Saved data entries
***
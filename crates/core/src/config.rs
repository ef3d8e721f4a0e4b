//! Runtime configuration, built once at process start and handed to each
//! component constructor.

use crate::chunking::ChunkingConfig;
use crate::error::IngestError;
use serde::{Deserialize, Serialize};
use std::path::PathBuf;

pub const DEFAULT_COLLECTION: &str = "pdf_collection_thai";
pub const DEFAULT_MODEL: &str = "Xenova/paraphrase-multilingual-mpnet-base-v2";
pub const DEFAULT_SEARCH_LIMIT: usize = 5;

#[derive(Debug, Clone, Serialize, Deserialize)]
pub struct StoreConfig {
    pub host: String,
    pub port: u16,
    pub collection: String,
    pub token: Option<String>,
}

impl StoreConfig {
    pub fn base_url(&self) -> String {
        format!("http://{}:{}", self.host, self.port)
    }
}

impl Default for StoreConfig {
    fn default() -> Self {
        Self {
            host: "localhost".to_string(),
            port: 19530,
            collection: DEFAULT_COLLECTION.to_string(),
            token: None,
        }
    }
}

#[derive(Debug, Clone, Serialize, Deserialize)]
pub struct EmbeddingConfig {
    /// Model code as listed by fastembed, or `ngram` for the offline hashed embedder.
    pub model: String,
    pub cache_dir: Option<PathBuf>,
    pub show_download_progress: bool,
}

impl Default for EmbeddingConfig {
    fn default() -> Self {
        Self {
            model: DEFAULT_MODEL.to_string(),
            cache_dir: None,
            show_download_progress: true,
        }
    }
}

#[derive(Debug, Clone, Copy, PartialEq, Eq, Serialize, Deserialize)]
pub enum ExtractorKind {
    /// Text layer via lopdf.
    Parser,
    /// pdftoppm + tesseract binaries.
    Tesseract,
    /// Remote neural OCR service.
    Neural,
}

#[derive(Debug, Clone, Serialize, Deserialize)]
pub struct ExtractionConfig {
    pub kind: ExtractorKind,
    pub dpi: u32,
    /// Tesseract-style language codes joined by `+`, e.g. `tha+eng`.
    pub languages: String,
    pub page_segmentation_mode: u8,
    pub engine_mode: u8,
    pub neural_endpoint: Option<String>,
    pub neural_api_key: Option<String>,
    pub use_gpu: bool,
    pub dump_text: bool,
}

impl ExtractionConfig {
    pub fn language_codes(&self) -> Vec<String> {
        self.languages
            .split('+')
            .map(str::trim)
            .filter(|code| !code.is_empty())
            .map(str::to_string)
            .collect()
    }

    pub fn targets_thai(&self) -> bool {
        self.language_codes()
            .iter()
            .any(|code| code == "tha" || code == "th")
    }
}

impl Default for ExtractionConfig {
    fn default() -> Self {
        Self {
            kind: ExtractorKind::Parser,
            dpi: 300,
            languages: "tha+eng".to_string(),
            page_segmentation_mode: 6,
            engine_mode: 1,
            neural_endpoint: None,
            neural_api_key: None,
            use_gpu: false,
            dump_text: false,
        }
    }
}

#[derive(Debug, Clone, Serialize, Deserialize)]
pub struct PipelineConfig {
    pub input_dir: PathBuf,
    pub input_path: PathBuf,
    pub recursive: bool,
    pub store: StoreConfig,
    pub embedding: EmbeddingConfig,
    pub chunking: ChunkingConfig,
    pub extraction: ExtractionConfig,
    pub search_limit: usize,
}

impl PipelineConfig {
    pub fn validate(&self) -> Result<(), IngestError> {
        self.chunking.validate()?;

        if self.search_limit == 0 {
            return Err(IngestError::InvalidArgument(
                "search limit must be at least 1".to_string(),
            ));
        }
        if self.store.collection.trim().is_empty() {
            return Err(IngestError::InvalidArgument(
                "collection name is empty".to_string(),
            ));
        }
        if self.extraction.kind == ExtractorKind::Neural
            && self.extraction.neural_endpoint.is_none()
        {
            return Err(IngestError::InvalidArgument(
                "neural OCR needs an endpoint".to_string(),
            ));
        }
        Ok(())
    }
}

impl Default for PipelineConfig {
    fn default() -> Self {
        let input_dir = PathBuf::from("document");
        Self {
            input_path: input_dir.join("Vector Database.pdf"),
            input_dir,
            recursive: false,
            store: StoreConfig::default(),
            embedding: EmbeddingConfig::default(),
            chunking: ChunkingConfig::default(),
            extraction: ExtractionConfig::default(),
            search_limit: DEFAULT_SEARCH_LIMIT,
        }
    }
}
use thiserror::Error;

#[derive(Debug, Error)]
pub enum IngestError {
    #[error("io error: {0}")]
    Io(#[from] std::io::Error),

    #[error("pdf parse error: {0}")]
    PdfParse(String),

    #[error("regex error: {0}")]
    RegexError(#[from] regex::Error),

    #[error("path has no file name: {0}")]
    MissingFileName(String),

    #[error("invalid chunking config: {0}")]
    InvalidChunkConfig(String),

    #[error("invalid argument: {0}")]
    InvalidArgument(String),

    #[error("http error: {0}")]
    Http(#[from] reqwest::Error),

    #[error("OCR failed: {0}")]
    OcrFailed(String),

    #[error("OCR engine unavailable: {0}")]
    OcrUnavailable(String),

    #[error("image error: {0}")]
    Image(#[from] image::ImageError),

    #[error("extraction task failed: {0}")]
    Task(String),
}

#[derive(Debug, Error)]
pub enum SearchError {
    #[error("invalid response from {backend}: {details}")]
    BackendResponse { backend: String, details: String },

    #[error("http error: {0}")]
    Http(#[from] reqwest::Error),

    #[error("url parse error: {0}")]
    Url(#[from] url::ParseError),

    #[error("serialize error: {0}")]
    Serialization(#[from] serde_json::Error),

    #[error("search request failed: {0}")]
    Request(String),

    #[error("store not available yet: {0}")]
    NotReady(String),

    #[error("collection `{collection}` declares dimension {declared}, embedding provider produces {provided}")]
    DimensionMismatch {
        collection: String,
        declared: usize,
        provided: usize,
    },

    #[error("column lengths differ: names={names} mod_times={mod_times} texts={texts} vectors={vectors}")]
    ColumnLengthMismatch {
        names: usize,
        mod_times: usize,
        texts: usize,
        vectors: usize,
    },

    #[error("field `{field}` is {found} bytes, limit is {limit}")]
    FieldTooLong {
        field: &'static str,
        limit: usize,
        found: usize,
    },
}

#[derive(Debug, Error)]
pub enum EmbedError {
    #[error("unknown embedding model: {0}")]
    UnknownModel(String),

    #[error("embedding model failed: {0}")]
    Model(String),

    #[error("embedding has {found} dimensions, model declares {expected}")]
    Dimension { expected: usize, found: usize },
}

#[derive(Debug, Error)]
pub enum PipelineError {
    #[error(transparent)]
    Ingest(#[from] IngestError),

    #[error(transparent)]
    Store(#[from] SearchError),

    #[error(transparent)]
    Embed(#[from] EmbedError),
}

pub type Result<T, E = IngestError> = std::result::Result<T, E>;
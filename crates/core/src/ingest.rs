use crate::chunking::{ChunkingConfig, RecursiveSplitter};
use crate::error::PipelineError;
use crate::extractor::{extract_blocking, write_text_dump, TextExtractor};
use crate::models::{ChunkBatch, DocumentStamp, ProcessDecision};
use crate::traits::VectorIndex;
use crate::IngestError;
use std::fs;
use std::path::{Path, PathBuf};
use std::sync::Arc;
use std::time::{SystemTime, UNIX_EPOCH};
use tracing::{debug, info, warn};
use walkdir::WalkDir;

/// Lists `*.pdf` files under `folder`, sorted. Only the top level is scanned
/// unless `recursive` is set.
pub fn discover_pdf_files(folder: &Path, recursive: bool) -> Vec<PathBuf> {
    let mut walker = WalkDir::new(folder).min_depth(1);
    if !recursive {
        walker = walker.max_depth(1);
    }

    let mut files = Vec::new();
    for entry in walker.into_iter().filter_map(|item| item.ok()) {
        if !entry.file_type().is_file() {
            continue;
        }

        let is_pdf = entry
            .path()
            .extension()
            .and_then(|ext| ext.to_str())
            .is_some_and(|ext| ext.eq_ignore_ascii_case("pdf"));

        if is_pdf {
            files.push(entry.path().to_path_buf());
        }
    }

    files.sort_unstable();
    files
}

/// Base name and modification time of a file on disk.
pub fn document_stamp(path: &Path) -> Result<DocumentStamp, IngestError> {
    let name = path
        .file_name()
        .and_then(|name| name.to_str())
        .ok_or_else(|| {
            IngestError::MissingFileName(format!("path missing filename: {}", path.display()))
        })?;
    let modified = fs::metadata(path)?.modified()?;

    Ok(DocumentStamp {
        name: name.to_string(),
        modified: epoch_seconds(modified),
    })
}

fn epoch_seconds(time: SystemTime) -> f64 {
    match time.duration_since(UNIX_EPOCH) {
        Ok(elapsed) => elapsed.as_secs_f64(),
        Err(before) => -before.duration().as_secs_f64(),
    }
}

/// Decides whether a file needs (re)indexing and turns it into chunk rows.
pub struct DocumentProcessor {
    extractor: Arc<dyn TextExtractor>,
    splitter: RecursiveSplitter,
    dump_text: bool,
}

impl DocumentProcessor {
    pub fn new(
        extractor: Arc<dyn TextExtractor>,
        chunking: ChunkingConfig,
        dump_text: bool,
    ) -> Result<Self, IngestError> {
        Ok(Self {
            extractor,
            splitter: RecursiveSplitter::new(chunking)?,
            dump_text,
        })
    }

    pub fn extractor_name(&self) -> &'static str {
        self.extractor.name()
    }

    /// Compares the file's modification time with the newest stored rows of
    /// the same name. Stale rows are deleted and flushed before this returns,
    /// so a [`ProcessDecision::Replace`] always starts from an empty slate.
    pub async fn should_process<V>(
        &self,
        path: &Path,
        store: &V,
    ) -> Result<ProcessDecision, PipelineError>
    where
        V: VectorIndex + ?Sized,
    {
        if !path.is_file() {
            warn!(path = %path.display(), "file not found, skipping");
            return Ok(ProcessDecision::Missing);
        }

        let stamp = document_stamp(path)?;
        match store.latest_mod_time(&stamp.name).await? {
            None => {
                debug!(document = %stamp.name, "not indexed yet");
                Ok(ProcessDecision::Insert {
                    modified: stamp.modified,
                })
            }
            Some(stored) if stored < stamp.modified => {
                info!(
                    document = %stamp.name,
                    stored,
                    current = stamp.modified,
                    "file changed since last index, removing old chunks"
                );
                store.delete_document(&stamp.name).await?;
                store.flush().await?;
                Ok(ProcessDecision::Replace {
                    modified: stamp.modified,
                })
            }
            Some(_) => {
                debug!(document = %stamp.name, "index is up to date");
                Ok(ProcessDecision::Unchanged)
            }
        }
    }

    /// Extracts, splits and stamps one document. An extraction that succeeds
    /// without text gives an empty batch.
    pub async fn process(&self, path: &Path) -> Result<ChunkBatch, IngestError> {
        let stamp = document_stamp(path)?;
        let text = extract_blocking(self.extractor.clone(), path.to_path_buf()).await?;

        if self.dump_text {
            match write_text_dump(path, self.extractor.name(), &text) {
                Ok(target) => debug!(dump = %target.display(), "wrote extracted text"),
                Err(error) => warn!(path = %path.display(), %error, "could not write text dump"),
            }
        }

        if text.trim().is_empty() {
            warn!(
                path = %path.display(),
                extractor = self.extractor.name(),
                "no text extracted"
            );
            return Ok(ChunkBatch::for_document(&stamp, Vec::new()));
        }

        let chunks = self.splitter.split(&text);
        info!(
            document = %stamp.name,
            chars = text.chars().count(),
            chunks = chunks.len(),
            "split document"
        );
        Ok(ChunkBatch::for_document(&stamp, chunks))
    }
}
***
## YOUR INSTRUCTIONS
For the word "static", please say how many lines in the entries hold it, with only the number as the reply.

## TASK RESPONSE
2